# Work item
All lines of the entries with "Display" in them must be listed.

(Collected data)
---------------

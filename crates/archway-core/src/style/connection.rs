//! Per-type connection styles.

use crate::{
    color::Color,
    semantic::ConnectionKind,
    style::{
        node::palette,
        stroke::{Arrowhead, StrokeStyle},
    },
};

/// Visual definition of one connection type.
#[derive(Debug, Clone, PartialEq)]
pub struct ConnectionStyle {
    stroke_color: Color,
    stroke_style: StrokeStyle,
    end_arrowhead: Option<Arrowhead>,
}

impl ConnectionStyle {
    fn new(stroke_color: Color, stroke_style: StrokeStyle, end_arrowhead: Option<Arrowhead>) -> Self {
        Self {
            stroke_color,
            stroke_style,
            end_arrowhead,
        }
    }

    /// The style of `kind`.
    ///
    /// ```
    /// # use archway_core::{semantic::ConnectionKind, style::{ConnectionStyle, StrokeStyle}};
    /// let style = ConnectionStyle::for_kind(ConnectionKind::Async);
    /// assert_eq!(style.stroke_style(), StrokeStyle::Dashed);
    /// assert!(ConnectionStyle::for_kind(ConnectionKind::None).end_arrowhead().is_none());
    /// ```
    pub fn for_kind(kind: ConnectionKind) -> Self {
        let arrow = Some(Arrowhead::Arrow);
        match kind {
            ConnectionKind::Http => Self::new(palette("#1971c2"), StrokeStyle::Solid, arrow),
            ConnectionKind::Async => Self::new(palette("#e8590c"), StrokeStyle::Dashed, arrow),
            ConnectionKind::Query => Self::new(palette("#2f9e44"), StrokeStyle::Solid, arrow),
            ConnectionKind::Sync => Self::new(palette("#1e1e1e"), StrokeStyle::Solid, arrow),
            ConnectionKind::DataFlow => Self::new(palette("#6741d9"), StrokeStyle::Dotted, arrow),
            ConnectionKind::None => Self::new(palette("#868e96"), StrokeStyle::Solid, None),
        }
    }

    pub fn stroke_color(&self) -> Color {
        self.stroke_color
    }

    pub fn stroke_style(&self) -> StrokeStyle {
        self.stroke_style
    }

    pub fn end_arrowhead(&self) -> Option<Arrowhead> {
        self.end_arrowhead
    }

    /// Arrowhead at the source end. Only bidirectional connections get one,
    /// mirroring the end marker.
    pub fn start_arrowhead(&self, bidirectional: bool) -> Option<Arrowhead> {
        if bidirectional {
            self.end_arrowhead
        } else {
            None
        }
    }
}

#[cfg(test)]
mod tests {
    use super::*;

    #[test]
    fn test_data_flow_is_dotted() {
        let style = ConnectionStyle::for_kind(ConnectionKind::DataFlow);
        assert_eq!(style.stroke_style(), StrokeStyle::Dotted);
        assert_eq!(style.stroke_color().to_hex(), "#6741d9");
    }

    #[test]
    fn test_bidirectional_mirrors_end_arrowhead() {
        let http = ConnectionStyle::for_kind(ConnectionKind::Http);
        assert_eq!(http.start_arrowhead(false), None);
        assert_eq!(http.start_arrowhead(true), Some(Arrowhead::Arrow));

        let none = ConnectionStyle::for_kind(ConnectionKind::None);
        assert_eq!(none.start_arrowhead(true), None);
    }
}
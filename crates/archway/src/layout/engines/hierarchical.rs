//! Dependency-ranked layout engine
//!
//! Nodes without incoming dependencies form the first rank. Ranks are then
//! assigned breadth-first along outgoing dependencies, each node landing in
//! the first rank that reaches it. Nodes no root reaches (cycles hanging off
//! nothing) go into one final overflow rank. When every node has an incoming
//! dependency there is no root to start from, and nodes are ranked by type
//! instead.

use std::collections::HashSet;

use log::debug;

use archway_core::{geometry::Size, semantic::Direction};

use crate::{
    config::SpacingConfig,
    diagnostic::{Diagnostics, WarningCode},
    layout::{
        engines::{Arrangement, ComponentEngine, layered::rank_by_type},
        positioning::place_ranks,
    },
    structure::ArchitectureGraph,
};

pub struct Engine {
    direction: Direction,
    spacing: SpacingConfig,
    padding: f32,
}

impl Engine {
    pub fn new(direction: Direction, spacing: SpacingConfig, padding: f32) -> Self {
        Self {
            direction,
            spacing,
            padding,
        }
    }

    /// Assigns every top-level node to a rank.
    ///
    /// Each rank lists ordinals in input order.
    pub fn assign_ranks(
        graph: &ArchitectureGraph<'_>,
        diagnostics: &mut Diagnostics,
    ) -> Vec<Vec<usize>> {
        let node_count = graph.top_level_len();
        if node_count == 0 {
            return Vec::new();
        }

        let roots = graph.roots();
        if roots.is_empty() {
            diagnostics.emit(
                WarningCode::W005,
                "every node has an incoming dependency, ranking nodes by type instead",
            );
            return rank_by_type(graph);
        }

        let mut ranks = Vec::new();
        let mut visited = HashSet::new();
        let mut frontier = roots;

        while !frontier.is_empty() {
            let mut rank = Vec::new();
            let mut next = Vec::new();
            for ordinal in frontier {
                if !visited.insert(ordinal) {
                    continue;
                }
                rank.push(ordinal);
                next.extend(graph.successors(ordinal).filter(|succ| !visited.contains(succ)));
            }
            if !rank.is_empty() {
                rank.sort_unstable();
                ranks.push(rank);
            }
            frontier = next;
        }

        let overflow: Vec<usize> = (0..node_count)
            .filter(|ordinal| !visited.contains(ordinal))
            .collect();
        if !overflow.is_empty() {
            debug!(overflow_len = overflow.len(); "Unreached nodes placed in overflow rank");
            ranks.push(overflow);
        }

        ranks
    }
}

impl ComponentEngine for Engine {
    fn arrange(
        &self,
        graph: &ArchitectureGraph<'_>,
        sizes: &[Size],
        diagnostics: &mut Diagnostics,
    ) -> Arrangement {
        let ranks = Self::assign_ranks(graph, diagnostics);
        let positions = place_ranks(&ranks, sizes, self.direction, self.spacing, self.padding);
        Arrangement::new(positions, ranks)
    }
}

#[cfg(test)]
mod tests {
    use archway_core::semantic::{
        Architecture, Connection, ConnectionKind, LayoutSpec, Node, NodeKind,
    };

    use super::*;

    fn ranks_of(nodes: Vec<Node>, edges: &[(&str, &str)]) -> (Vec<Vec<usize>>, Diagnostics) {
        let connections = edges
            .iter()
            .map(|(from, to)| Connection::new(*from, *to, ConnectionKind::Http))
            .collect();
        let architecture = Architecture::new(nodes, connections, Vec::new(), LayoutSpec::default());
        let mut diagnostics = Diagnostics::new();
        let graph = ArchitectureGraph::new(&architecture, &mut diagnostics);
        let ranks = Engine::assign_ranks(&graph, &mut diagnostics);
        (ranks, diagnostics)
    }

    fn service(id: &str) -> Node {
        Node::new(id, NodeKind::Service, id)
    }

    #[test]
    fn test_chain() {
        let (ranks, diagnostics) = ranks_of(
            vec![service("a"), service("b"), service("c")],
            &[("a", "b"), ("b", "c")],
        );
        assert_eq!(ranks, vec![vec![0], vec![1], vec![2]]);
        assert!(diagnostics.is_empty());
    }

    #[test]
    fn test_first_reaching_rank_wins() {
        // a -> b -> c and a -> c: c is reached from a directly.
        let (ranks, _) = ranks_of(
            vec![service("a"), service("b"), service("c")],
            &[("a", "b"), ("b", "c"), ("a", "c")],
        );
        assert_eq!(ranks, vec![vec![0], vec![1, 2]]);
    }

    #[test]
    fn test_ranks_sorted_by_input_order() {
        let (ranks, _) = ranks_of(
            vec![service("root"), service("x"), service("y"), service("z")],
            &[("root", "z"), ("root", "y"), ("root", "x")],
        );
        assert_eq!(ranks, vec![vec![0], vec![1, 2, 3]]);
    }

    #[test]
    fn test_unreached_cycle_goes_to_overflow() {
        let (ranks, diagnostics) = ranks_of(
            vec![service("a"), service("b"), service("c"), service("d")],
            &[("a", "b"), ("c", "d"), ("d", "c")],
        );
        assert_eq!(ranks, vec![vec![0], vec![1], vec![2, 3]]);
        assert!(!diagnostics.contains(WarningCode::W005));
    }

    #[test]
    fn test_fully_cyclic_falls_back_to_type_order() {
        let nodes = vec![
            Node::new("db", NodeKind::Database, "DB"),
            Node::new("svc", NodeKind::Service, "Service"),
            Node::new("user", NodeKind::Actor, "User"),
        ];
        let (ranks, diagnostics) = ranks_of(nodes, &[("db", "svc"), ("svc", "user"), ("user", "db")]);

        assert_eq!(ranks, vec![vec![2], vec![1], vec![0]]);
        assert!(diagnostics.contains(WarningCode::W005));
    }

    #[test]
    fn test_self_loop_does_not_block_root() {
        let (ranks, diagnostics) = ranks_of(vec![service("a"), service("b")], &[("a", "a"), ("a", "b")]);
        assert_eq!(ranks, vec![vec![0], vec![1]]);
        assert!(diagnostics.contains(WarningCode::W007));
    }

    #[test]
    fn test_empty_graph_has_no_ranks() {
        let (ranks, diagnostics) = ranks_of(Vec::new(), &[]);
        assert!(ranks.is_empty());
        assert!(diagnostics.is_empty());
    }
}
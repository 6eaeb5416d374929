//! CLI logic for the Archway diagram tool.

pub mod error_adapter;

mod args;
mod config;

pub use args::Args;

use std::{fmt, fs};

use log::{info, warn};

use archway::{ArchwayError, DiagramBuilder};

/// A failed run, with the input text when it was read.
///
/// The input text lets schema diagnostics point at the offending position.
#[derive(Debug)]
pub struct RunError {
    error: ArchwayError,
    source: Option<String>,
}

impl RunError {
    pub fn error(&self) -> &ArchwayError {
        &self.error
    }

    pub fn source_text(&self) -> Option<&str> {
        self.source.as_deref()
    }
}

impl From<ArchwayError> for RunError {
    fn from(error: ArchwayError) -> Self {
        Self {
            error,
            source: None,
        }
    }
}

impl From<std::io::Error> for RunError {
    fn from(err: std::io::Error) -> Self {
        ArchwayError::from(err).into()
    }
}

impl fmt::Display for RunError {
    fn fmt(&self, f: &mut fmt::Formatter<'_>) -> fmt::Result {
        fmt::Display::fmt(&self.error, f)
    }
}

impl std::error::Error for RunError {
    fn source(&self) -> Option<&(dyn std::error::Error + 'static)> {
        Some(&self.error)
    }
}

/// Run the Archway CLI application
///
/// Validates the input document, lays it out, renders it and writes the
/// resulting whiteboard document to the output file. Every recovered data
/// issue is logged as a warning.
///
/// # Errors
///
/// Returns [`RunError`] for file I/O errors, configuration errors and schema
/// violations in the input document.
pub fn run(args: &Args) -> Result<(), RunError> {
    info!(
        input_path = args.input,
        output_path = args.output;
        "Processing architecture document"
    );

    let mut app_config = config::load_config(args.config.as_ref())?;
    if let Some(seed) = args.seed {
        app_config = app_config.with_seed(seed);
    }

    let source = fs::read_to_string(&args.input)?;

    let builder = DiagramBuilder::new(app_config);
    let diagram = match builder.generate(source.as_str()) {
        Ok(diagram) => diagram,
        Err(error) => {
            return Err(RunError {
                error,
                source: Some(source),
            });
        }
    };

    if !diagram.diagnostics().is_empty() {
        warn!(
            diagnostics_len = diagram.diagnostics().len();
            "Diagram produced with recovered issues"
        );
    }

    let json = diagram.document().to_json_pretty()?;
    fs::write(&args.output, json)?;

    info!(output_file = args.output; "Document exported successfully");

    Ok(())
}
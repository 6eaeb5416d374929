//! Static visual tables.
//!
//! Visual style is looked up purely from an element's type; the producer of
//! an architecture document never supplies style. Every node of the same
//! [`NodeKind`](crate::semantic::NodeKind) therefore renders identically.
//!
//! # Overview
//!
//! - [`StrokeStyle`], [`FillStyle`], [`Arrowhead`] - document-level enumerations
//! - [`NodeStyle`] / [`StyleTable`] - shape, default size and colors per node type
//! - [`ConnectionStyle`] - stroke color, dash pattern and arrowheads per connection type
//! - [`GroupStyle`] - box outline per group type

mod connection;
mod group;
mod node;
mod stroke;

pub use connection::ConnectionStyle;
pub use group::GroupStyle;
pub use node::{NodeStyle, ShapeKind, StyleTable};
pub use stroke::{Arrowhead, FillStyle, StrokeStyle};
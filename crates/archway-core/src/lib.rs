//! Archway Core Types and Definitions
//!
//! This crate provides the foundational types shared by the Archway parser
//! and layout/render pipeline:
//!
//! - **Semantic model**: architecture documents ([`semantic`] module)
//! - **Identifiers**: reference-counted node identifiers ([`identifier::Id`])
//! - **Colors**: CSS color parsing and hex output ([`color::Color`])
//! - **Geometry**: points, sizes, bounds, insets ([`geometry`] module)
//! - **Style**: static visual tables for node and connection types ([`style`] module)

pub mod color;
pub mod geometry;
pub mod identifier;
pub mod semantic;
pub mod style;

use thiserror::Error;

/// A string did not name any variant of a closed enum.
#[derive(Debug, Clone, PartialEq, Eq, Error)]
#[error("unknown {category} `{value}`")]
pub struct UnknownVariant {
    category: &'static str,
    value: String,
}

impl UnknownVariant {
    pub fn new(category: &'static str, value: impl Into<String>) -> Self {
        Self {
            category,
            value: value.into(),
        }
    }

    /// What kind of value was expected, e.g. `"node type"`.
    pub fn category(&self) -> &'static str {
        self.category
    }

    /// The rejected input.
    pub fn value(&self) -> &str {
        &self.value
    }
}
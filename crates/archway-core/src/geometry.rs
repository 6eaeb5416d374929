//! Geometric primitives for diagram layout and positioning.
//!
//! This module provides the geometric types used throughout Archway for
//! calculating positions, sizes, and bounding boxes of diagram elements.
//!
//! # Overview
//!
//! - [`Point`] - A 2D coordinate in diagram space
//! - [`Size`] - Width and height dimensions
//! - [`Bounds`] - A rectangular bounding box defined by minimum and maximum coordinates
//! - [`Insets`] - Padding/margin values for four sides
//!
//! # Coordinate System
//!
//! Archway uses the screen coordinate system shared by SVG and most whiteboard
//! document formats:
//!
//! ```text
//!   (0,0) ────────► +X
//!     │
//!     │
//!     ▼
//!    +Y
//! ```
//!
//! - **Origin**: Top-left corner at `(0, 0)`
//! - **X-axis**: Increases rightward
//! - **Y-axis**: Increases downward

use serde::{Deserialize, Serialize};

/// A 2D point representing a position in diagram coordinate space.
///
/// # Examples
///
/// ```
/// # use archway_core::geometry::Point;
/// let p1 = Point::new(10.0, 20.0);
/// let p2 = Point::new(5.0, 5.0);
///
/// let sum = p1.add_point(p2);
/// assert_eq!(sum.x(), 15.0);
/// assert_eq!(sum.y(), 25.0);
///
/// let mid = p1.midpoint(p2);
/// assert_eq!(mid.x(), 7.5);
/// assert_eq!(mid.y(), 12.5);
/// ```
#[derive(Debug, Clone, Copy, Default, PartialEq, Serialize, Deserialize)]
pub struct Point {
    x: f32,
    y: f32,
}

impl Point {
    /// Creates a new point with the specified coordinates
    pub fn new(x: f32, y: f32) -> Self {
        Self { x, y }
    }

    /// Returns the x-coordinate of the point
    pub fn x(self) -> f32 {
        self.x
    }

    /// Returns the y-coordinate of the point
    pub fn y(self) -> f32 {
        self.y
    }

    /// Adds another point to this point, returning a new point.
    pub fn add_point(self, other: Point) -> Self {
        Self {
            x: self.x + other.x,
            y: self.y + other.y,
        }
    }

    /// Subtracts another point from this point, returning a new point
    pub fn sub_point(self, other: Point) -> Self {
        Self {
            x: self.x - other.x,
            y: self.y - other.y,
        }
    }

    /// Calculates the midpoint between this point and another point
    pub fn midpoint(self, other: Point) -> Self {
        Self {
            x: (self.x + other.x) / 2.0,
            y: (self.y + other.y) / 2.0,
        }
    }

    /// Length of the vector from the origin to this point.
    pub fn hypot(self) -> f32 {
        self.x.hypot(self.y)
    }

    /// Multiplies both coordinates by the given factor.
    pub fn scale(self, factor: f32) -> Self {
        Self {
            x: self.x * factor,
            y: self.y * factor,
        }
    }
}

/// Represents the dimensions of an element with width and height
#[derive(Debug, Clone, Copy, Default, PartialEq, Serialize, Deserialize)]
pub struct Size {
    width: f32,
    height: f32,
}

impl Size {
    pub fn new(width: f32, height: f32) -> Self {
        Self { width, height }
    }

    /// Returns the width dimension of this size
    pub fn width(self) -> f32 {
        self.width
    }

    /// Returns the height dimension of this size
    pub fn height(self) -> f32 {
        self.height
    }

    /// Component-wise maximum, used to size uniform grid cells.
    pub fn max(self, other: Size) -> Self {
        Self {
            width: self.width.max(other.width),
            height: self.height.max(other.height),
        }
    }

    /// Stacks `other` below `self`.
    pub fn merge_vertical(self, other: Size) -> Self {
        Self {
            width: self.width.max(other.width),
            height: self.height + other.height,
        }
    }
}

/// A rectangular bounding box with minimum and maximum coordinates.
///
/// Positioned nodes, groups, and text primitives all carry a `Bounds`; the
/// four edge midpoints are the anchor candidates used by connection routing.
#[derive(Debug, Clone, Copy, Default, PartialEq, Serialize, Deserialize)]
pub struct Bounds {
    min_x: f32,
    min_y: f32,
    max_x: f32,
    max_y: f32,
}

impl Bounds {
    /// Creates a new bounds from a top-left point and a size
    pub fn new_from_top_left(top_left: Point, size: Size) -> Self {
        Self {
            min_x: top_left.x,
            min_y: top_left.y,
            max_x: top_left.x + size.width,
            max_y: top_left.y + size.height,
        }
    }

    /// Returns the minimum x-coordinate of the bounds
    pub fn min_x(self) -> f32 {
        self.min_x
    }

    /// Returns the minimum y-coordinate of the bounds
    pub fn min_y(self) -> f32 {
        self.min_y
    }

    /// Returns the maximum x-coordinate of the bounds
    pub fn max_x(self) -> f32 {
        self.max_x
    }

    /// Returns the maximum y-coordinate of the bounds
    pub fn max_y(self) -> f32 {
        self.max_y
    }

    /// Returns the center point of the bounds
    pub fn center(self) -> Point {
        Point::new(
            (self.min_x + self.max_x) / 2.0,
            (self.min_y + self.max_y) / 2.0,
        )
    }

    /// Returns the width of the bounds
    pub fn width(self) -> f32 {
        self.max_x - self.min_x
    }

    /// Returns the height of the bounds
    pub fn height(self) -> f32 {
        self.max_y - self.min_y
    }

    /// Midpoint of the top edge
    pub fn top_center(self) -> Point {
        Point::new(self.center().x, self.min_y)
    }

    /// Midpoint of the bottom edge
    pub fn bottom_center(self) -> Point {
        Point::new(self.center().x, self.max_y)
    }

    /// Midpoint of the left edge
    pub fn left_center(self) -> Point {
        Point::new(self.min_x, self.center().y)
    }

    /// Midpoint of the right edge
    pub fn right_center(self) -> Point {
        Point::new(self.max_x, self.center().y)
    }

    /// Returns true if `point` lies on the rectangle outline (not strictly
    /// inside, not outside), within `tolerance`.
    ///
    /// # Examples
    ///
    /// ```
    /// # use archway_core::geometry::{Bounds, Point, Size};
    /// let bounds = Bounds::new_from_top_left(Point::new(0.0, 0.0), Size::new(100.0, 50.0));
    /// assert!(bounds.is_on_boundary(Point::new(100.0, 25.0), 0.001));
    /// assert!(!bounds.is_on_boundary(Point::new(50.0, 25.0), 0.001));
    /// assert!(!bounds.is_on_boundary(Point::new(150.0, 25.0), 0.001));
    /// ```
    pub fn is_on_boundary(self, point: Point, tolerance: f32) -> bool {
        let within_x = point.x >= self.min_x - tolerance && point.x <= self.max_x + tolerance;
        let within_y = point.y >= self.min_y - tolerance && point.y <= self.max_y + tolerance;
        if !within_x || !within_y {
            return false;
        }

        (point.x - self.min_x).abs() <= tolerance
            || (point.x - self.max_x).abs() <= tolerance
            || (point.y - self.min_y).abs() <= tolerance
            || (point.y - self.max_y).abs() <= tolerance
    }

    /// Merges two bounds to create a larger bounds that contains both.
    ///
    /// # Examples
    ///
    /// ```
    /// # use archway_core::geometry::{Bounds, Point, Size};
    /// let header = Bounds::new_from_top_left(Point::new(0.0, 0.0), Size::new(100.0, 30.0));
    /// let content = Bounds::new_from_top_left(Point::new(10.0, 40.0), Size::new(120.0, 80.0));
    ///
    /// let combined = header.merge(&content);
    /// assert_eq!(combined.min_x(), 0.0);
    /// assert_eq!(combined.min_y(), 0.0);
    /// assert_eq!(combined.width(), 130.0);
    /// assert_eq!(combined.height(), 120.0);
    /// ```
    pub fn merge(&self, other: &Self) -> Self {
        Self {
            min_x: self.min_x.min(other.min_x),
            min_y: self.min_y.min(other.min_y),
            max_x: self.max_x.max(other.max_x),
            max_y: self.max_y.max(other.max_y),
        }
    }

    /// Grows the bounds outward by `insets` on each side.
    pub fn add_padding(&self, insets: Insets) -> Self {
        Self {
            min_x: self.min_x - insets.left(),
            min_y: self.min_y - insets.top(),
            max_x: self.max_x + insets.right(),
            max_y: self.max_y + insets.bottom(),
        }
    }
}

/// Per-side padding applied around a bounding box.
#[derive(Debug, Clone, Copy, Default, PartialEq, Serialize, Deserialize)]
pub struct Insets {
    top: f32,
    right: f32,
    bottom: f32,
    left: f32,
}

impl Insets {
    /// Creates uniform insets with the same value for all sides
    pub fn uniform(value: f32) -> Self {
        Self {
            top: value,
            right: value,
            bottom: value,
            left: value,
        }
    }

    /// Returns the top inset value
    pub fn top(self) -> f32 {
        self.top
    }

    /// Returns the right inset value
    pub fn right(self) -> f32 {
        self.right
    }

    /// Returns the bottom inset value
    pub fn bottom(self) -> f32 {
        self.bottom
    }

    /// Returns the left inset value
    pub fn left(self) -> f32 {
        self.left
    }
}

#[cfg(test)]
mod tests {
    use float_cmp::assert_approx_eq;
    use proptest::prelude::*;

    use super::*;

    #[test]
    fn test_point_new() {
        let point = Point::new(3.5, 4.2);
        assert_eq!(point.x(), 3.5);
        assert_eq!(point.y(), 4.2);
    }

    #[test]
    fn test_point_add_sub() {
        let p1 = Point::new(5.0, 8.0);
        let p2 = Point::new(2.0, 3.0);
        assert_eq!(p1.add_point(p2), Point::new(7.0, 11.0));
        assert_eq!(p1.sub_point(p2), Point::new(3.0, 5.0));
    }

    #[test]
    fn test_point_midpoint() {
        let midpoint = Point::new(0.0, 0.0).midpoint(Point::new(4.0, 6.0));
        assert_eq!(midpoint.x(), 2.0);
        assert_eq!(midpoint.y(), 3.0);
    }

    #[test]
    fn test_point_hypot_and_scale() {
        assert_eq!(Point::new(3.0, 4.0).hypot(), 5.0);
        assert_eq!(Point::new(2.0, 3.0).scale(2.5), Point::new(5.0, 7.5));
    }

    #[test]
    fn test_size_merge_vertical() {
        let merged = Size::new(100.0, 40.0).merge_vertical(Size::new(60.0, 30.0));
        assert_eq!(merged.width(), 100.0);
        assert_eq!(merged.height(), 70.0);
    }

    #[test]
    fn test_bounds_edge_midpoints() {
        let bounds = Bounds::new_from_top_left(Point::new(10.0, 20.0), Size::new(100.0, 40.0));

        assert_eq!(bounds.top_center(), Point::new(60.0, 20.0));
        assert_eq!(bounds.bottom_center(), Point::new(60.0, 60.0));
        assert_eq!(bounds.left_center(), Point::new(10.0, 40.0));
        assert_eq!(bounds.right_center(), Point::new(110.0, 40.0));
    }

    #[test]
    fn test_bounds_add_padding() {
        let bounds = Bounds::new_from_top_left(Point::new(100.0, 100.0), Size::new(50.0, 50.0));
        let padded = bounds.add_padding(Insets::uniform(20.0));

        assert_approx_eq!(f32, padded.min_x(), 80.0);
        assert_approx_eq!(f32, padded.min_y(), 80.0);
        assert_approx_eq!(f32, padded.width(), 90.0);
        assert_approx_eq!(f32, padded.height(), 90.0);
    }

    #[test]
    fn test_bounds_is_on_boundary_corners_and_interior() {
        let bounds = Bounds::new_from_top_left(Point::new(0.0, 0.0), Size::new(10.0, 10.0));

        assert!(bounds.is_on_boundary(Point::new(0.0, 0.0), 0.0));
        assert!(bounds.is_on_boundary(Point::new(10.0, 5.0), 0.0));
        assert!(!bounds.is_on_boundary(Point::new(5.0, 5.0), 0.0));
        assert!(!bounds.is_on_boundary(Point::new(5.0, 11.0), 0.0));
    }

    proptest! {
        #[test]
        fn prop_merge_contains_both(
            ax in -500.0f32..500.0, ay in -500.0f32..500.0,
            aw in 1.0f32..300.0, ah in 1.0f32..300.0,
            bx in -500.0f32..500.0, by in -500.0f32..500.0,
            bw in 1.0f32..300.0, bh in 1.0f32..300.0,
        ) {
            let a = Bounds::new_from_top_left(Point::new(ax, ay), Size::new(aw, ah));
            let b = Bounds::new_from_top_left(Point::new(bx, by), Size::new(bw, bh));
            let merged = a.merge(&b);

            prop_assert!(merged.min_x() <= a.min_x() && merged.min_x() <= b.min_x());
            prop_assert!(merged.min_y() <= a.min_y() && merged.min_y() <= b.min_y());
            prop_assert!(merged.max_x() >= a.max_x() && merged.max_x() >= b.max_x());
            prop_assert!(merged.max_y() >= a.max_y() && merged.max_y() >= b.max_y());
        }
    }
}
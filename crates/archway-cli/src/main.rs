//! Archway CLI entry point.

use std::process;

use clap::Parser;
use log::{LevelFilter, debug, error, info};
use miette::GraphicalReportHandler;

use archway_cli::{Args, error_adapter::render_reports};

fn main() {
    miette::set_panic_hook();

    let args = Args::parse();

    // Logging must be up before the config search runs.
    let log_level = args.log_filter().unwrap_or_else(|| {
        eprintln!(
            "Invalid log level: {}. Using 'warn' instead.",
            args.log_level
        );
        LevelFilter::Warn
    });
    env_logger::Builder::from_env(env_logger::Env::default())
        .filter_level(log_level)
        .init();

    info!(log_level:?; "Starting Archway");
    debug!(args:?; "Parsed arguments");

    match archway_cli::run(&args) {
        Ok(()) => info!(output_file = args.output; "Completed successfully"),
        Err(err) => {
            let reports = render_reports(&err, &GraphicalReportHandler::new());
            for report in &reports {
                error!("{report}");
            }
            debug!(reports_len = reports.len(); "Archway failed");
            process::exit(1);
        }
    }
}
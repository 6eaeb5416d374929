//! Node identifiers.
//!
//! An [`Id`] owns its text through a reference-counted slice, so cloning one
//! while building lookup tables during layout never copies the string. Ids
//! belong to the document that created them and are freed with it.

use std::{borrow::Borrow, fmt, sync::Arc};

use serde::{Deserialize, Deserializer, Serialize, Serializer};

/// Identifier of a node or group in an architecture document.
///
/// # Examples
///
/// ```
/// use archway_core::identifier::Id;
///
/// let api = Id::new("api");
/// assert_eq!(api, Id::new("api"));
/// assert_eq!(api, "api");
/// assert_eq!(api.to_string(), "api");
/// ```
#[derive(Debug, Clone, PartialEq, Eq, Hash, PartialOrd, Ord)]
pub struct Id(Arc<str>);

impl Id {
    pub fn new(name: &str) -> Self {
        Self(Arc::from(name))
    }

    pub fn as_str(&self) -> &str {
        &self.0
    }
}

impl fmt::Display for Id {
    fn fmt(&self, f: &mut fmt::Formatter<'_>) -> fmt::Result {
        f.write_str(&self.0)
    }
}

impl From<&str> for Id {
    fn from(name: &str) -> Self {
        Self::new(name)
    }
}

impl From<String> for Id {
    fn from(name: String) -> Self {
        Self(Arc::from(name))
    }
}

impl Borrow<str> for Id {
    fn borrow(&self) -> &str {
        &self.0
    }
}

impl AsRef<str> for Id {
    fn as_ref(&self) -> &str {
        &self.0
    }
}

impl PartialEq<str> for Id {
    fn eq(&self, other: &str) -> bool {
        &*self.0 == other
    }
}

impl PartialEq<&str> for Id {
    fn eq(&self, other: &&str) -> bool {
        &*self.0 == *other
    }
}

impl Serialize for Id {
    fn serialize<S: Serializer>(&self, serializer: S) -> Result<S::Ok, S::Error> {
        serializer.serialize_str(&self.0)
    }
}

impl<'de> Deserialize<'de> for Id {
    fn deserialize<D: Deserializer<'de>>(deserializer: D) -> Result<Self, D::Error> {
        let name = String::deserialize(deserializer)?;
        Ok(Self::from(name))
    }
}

---------------

# The answer
impl fmt::Display for RunError {
        fmt::Display::fmt(&self.error, f)
impl fmt::Display for Id {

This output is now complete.